**WHAT IS BEING ASKED**
Determine how many lines in the records below include the word "message" and output that number alone.

**STORED DATA**
//! Response decoding

use cqldump_core::{ColumnSpec, CqlValue, Error, Result};
use tracing::warn;

use crate::codec::BodyReader;
use crate::frame::{Frame, Opcode, FLAG_CUSTOM_PAYLOAD, FLAG_TRACING, FLAG_WARNING};
use crate::types::{decode_value, read_type};

const ROWS_GLOBAL_TABLES_SPEC: i32 = 0x0001;
const ROWS_HAS_MORE_PAGES: i32 = 0x0002;
const ROWS_NO_METADATA: i32 = 0x0004;

/// A decoded server message
#[derive(Debug, Clone, PartialEq)]
pub enum Response {
    /// Server error
    Error {
        /// Protocol error code
        code: i32,
        /// Server message
        message: String,
    },
    /// STARTUP accepted
    Ready,
    /// Authentication required, with the authenticator class
    Authenticate(String),
    /// SASL challenge
    AuthChallenge,
    /// Authentication accepted
    AuthSuccess,
    /// Supported startup options
    Supported(Vec<(String, Vec<String>)>),
    /// Statement result
    Result(QueryResult),
    /// Pushed event; never requested
    Event,
}

/// Body of a RESULT message
#[derive(Debug, Clone, PartialEq)]
pub enum QueryResult {
    /// No data
    Void,
    /// One page of rows
    Rows(RowsPage),
    /// `USE` result
    SetKeyspace(String),
    /// Prepared statement id; never requested
    Prepared,
    /// DDL result
    SchemaChange {
        /// CREATED, UPDATED or DROPPED
        change: String,
        /// KEYSPACE, TABLE, TYPE, FUNCTION or AGGREGATE
        target: String,
        /// Affected keyspace
        keyspace: String,
    },
}

/// One page of a rows result
#[derive(Debug, Clone, PartialEq, Default)]
pub struct RowsPage {
    /// Result columns, in order
    pub columns: Vec<ColumnSpec>,
    /// Decoded rows
    pub rows: Vec<Vec<CqlValue>>,
    /// Token for the next page, `None` on the last page
    pub paging_state: Option<Vec<u8>>,
}

impl Response {
    /// Decode a response frame
    pub fn decode(frame: &Frame) -> Result<Response> {
        let mut reader = BodyReader::new(&frame.body);
        if frame.flags & FLAG_TRACING != 0 {
            reader.raw(16)?;
        }
        if frame.flags & FLAG_WARNING != 0 {
            for message in reader.string_list()? {
                warn!(message = %message, "Server warning");
            }
        }
        if frame.flags & FLAG_CUSTOM_PAYLOAD != 0 {
            let n = reader.short()?;
            for _ in 0..n {
                reader.string()?;
                reader.bytes()?;
            }
        }

        let response = match frame.opcode {
            Opcode::Error => Response::Error {
                code: reader.int()?,
                message: reader.string()?,
            },
            Opcode::Ready => Response::Ready,
            Opcode::Authenticate => Response::Authenticate(reader.string()?),
            Opcode::AuthChallenge => Response::AuthChallenge,
            Opcode::AuthSuccess => Response::AuthSuccess,
            Opcode::Supported => Response::Supported(reader.string_multimap()?),
            Opcode::Result => Response::Result(decode_result(&mut reader)?),
            Opcode::Event => Response::Event,
            other => {
                return Err(Error::Protocol(format!(
                    "unexpected {:?} frame from server",
                    other
                )))
            }
        };
        Ok(response)
    }
}

fn decode_result(reader: &mut BodyReader<'_>) -> Result<QueryResult> {
    let kind = reader.int()?;
    let result = match kind {
        0x0001 => QueryResult::Void,
        0x0002 => QueryResult::Rows(decode_rows(reader)?),
        0x0003 => QueryResult::SetKeyspace(reader.string()?),
        0x0004 => QueryResult::Prepared,
        0x0005 => QueryResult::SchemaChange {
            change: reader.string()?,
            target: reader.string()?,
            keyspace: reader.string()?,
        },
        other => {
            return Err(Error::Protocol(format!("unknown result kind {}", other)));
        }
    };
    Ok(result)
}

fn decode_rows(reader: &mut BodyReader<'_>) -> Result<RowsPage> {
    let flags = reader.int()?;
    let column_count = reader.int()?.max(0) as usize;
    let paging_state = if flags & ROWS_HAS_MORE_PAGES != 0 {
        reader.bytes()?.map(|b| b.to_vec())
    } else {
        None
    };
    if flags & ROWS_NO_METADATA != 0 {
        return Err(Error::Protocol(
            "rows result without metadata".to_string(),
        ));
    }
    if flags & ROWS_GLOBAL_TABLES_SPEC != 0 {
        reader.string()?;
        reader.string()?;
    }
    let mut columns = Vec::with_capacity(column_count);
    for _ in 0..column_count {
        if flags & ROWS_GLOBAL_TABLES_SPEC == 0 {
            reader.string()?;
            reader.string()?;
        }
        let name = reader.string()?;
        columns.push(ColumnSpec::new(name, read_type(reader)?));
    }

    let row_count = reader.int()?.max(0) as usize;
    let mut rows = Vec::with_capacity(row_count);
    for _ in 0..row_count {
        let row = columns
            .iter()
            .map(|c| decode_value(reader.bytes()?, &c.column_type))
            .collect::<Result<Vec<_>>>()?;
        rows.push(row);
    }
    Ok(RowsPage {
        columns,
        rows,
        paging_state,
    })
}

#[cfg(test)]
pub(crate) mod fixtures {
    //! Response bodies for tests

    use crate::codec::BodyWriter;
    use crate::frame::{Frame, Opcode, PROTOCOL_VERSION, RESPONSE_BIT};

    pub fn response(stream: i16, opcode: Opcode, body: Vec<u8>) -> Frame {
        Frame {
            version: PROTOCOL_VERSION | RESPONSE_BIT,
            flags: 0,
            stream,
            opcode,
            body,
        }
    }

    /// Rows result with one text column `name`, one row per value
    pub fn text_rows(values: &[&str], paging_state: Option<&[u8]>) -> Vec<u8> {
        let mut body = BodyWriter::new();
        body.int(0x0002);
        let flags = 0x0001 | if paging_state.is_some() { 0x0002 } else { 0 };
        body.int(flags).int(1);
        if let Some(state) = paging_state {
            body.bytes(Some(state));
        }
        body.string("ks").string("t").string("name").short(0x000D);
        body.int(values.len() as i32);
        for v in values {
            body.bytes(Some(v.as_bytes()));
        }
        body.into_bytes()
    }

    pub fn void() -> Vec<u8> {
        let mut body = BodyWriter::new();
        body.int(0x0001);
        body.into_bytes()
    }

    pub fn error(code: i32, message: &str) -> Vec<u8> {
        let mut body = BodyWriter::new();
        body.int(code).string(message);
        body.into_bytes()
    }
}

#[cfg(test)]
mod tests {
    use super::fixtures::*;
    use super::*;
    use cqldump_core::ColumnType;

    #[test]
    fn test_decode_rows_page() {
        let frame = response(1, Opcode::Result, text_rows(&["a", "b"], Some(&b"next"[..])));
        match Response::decode(&frame).unwrap() {
            Response::Result(QueryResult::Rows(page)) => {
                assert_eq!(page.columns, vec![ColumnSpec::new("name", ColumnType::Text)]);
                assert_eq!(page.rows.len(), 2);
                assert_eq!(page.rows[1], vec![CqlValue::Text("b".to_string())]);
                assert_eq!(page.paging_state.as_deref(), Some(&b"next"[..]));
            }
            other => panic!("unexpected {:?}", other),
        }
    }

    #[test]
    fn test_decode_error() {
        let frame = response(1, Opcode::Error, error(0x2200, "unconfigured table t"));
        assert_eq!(
            Response::decode(&frame).unwrap(),
            Response::Error {
                code: 0x2200,
                message: "unconfigured table t".to_string()
            }
        );
    }

    #[test]
    fn test_warnings_are_skipped() {
        let mut body = crate::codec::BodyWriter::new();
        body.short(1).string("batch too large");
        let mut bytes = body.into_bytes();
        bytes.extend(void());
        let mut frame = response(1, Opcode::Result, bytes);
        frame.flags = FLAG_WARNING;
        assert_eq!(
            Response::decode(&frame).unwrap(),
            Response::Result(QueryResult::Void)
        );
    }

    #[test]
    fn test_schema_change() {
        let mut body = crate::codec::BodyWriter::new();
        body.int(0x0005).string("CREATED").string("TABLE").string("ks").string("t");
        let frame = response(1, Opcode::Result, body.into_bytes());
        match Response::decode(&frame).unwrap() {
            Response::Result(QueryResult::SchemaChange { change, target, keyspace }) => {
                assert_eq!((change.as_str(), target.as_str(), keyspace.as_str()), ("CREATED", "TABLE", "ks"));
            }
            other => panic!("unexpected {:?}", other),
        }
    }
}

**EXERCISE RESPONSE**
10